Dataset records below:

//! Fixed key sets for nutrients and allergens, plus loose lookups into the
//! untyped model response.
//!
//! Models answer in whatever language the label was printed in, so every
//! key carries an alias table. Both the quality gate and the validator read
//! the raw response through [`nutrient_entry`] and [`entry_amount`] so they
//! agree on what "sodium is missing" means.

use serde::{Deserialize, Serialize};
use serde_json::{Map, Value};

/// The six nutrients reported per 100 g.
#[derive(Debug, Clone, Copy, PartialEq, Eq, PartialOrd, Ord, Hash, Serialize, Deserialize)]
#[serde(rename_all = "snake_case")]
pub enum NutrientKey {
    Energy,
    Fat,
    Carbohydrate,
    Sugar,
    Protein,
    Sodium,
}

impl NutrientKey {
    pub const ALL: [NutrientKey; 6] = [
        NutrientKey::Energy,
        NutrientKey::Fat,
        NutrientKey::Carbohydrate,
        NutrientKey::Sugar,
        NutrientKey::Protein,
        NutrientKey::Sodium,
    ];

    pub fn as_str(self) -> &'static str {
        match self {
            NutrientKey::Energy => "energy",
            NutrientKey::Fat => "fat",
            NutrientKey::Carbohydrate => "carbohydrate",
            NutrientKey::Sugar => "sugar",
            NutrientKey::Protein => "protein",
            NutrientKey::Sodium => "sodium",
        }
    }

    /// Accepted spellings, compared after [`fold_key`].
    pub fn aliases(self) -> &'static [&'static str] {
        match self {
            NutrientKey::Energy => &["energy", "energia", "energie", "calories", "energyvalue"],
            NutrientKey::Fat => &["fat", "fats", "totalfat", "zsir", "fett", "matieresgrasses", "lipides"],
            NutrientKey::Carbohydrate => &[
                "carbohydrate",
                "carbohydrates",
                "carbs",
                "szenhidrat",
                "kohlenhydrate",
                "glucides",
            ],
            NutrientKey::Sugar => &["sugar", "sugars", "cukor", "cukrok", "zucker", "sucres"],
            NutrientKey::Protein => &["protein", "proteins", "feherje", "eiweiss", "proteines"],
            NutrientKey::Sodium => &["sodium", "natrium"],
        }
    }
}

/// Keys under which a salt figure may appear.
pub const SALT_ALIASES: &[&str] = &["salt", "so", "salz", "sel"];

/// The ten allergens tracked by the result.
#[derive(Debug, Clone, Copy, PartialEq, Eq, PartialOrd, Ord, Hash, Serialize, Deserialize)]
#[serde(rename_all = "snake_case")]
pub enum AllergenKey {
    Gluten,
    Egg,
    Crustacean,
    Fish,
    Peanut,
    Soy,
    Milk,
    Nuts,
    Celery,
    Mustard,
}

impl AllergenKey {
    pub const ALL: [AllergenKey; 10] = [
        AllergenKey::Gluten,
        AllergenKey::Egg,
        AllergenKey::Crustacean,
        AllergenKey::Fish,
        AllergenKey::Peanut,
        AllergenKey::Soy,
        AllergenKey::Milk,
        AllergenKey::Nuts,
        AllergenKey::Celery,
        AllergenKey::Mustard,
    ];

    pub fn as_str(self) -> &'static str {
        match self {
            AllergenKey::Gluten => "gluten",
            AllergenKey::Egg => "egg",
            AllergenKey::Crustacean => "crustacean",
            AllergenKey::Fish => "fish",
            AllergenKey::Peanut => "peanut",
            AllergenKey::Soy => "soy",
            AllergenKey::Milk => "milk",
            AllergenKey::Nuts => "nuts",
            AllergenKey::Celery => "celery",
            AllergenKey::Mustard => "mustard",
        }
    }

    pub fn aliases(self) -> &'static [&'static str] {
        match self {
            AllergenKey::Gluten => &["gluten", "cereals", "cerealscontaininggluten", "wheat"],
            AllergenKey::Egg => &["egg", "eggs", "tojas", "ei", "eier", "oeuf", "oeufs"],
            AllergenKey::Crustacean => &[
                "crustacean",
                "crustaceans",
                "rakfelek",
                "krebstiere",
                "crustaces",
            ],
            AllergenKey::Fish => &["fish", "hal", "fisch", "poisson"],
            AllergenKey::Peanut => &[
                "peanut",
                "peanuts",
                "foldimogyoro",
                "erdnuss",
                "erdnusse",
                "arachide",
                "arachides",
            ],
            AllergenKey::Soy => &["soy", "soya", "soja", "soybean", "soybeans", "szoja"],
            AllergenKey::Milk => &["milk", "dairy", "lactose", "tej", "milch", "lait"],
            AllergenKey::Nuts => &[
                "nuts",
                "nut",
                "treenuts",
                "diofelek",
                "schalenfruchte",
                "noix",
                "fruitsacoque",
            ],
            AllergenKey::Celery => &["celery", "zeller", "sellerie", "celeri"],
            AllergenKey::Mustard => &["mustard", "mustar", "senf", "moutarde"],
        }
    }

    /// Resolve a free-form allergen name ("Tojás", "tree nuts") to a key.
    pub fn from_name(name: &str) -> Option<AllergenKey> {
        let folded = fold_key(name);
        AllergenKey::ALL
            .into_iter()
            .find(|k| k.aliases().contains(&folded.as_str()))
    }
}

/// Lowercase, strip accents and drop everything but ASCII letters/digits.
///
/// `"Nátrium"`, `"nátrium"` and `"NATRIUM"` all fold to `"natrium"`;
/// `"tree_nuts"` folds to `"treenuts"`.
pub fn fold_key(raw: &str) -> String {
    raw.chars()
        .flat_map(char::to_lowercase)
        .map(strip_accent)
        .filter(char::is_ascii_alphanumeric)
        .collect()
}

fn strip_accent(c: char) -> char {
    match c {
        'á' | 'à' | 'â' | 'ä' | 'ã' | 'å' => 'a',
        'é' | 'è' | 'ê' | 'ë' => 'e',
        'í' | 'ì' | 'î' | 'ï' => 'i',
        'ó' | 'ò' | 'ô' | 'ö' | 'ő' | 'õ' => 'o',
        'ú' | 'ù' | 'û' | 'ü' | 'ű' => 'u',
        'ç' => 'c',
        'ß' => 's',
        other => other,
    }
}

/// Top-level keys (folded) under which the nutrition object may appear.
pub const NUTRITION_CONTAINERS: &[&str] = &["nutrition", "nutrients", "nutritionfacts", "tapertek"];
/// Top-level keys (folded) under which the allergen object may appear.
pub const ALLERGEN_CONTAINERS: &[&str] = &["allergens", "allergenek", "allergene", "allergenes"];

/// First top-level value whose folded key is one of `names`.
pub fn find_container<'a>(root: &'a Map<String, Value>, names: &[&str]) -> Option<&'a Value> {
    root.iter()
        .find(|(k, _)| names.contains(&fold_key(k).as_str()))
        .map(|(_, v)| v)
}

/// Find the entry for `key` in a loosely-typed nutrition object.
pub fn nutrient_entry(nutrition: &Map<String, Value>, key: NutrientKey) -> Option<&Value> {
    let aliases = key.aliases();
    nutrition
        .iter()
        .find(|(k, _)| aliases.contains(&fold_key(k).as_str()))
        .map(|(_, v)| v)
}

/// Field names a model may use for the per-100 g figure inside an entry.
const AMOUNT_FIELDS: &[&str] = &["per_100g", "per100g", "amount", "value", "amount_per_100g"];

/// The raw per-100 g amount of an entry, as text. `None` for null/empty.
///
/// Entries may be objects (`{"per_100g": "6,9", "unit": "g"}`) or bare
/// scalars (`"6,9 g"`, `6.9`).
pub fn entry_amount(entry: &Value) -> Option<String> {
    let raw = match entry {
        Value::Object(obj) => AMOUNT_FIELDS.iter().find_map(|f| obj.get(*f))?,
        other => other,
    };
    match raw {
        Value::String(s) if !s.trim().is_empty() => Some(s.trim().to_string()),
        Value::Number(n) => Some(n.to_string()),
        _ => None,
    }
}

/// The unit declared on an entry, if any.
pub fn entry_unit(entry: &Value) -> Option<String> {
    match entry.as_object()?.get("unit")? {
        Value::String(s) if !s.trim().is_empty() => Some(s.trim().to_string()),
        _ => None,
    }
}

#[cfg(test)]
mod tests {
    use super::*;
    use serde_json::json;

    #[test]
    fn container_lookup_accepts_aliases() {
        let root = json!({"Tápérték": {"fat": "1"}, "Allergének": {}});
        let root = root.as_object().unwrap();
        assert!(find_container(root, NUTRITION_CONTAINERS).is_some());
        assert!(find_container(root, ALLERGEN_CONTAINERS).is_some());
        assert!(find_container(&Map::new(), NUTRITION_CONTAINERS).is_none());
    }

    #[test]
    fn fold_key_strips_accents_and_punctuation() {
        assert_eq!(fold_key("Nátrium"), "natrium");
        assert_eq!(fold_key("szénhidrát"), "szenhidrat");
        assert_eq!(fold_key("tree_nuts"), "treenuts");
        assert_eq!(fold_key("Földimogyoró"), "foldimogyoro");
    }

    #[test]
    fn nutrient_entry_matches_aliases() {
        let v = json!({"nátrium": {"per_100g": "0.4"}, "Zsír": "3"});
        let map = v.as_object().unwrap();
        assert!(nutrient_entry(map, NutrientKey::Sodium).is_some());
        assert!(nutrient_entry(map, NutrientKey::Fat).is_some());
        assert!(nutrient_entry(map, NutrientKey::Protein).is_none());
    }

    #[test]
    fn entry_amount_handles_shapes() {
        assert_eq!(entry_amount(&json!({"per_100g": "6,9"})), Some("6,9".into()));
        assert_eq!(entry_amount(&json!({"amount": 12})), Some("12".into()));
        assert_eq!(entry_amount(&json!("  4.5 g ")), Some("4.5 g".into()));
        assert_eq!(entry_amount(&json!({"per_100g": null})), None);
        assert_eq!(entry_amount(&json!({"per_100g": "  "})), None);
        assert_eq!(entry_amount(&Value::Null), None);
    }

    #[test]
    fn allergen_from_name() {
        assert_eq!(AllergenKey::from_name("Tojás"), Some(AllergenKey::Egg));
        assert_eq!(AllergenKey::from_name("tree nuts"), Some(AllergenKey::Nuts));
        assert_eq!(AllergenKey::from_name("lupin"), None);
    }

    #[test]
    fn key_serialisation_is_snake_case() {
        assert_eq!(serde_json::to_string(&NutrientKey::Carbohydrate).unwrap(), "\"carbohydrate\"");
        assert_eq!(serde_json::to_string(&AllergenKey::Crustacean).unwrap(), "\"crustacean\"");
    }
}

End of Dataset records.

(What you have to do): How many lines in these entries contain the string "treenuts"? State the number and nothing more.

(Your solution): 3